EXERCISE AIM
Read the records beneath this task and copy every line that contains the string "FlushBuffer".

--- START ---

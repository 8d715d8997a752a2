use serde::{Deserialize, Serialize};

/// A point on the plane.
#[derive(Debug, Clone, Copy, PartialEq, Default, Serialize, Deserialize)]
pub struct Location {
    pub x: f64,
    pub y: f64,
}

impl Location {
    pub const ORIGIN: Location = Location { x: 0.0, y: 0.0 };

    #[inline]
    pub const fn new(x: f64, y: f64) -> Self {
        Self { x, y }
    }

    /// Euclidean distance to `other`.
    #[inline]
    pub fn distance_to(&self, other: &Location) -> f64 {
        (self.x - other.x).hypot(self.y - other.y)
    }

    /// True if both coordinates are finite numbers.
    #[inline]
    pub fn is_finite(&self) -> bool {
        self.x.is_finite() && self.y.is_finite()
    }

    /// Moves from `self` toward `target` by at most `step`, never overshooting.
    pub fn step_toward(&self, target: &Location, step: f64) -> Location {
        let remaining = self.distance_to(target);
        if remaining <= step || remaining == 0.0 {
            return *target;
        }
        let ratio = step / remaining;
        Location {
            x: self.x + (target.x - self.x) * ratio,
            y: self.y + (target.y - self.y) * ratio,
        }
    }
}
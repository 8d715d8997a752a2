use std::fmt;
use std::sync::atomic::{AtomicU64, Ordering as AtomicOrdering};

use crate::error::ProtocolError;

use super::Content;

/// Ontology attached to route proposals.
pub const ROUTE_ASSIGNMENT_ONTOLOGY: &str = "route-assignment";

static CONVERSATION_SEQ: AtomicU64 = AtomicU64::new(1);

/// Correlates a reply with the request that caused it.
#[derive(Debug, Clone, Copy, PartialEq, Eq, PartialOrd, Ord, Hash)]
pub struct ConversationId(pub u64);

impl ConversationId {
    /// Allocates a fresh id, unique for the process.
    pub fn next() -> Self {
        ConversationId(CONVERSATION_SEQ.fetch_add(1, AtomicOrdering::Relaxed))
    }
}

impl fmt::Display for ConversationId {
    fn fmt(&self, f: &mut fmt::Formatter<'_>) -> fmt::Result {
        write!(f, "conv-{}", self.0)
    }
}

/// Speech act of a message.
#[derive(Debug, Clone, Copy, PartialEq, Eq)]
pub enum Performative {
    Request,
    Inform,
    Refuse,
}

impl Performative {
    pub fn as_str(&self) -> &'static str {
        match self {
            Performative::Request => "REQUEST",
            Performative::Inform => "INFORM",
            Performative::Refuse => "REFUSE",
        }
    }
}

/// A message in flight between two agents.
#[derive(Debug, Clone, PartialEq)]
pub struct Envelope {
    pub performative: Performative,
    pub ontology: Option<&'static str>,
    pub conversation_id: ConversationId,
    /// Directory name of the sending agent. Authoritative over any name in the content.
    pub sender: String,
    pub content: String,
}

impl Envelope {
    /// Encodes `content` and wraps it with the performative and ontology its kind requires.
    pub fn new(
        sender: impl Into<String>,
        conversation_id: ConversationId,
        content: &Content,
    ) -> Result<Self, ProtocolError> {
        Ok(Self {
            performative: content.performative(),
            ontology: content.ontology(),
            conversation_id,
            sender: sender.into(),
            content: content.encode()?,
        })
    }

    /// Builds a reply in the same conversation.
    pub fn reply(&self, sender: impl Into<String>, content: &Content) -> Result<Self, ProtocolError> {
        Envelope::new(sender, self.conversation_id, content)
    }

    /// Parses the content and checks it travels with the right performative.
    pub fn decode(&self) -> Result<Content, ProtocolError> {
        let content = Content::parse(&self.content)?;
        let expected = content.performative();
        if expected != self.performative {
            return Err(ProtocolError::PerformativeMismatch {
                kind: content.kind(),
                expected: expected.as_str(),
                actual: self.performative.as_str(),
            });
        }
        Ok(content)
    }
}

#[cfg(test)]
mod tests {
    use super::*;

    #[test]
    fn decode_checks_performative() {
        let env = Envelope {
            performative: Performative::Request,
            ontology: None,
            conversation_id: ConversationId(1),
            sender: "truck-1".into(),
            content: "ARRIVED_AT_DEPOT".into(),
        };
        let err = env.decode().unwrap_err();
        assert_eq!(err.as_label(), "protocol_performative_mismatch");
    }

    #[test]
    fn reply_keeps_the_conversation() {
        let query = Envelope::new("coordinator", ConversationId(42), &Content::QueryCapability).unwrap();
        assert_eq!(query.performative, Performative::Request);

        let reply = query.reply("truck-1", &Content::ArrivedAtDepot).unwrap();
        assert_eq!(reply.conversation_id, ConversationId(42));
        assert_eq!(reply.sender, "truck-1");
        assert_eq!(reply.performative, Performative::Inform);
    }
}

--- END ---
--- START ---

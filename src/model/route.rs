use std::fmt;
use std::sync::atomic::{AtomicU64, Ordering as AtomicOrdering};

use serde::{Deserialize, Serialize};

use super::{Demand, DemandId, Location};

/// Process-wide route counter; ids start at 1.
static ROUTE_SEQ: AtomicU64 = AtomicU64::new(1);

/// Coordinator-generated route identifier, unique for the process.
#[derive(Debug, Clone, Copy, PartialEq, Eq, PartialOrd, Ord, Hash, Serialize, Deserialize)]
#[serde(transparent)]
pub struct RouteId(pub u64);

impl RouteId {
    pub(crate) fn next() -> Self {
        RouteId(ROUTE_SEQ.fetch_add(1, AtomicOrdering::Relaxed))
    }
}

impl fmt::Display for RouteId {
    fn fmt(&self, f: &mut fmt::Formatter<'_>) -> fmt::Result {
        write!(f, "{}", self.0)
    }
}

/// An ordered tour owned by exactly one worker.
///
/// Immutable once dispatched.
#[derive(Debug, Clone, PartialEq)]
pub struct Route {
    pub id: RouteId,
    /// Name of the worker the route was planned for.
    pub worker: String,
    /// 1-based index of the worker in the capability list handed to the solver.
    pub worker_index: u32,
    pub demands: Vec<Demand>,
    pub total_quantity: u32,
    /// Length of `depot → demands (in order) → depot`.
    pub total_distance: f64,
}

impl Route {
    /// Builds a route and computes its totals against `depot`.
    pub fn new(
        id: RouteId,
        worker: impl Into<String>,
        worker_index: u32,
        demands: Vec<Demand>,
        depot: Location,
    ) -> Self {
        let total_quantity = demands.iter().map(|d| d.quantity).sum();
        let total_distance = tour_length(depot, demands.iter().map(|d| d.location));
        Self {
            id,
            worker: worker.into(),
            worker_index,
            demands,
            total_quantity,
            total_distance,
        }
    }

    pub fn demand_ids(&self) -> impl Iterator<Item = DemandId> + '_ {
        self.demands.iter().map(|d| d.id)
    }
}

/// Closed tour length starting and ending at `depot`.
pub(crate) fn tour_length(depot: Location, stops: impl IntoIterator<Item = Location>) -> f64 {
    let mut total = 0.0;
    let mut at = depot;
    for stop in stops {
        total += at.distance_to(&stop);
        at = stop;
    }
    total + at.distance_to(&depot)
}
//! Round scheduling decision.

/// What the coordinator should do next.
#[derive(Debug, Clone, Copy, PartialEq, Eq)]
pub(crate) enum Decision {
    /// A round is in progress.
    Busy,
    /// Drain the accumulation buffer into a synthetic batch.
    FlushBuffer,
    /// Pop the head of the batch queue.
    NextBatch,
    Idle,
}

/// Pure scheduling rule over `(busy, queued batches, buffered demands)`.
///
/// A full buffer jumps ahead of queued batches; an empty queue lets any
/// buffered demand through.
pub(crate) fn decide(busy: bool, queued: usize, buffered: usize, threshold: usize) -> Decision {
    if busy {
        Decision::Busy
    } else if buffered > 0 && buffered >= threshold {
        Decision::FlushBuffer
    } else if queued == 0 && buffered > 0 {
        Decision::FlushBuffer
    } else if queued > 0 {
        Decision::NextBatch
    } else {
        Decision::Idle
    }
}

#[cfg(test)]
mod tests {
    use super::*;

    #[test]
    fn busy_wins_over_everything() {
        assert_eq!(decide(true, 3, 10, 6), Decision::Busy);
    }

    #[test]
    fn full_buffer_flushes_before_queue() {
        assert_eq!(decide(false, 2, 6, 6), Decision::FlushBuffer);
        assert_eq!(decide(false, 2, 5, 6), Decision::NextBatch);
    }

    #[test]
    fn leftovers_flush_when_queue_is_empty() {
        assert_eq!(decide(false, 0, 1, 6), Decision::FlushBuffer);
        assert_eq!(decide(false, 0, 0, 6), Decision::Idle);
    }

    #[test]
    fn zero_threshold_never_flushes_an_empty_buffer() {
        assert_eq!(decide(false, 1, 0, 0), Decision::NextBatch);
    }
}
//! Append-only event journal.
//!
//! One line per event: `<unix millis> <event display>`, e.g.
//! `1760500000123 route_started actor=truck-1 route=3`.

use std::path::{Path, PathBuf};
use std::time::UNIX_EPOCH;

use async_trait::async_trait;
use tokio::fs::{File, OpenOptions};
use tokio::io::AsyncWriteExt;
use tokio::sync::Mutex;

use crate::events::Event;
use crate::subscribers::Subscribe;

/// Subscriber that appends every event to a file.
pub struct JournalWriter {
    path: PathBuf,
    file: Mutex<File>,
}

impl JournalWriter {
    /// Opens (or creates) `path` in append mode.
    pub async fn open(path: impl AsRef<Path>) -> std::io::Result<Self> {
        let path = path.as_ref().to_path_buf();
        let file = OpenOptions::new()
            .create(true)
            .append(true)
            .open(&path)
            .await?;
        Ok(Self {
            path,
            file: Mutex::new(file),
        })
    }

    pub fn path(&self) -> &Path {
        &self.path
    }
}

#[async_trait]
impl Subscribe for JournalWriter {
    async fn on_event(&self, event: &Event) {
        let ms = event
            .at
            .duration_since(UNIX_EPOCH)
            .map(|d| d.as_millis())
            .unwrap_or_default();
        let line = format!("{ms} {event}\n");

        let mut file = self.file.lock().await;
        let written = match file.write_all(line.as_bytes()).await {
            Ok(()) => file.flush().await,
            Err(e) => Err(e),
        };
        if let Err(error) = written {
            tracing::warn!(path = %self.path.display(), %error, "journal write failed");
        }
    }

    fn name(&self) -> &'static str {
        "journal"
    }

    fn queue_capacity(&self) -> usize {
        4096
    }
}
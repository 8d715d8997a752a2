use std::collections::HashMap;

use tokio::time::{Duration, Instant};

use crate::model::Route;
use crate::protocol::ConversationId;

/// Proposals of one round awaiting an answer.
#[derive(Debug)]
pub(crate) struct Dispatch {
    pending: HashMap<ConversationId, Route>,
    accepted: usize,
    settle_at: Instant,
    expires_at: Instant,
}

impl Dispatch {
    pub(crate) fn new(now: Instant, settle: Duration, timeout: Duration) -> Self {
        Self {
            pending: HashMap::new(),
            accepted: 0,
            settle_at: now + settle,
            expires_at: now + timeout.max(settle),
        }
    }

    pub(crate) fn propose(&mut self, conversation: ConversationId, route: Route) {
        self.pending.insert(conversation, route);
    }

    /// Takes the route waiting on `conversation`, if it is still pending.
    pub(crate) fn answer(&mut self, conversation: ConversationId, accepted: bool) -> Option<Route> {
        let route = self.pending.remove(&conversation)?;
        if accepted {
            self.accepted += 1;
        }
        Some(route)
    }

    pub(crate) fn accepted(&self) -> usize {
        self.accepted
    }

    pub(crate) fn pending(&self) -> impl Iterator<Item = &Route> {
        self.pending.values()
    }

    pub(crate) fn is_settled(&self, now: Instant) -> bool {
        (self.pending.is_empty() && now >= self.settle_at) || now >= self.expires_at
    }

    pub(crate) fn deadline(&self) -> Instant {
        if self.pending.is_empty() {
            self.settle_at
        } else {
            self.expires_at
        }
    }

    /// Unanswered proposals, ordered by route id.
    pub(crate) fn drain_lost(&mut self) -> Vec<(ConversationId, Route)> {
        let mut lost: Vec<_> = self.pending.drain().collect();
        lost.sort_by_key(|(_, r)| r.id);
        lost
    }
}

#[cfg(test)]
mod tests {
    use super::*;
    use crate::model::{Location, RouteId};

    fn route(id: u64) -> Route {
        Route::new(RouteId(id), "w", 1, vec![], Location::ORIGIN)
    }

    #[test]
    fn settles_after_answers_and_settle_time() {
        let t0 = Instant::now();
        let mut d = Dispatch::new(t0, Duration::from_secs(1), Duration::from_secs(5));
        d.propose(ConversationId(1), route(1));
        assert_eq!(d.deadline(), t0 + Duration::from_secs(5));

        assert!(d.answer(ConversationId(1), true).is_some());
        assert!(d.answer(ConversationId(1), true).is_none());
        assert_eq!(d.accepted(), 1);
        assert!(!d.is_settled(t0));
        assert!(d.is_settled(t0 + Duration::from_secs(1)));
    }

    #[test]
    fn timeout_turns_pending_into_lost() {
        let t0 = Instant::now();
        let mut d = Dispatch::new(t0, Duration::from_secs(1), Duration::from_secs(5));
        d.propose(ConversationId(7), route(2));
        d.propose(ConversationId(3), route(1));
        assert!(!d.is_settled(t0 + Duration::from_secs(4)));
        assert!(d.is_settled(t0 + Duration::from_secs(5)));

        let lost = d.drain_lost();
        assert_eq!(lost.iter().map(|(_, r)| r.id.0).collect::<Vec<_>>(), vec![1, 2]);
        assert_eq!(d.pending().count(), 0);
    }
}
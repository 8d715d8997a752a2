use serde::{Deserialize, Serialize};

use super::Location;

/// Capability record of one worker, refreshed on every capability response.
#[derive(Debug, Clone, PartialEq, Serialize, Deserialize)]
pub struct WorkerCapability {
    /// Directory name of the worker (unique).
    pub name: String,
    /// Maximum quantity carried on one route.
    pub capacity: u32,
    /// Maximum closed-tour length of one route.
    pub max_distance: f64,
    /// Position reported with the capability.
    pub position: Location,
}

--- END ---

OUTPUT BELOW
    FlushBuffer,
        Decision::FlushBuffer
        Decision::FlushBuffer
        assert_eq!(decide(false, 2, 6, 6), Decision::FlushBuffer);
        assert_eq!(decide(false, 0, 1, 6), Decision::FlushBuffer);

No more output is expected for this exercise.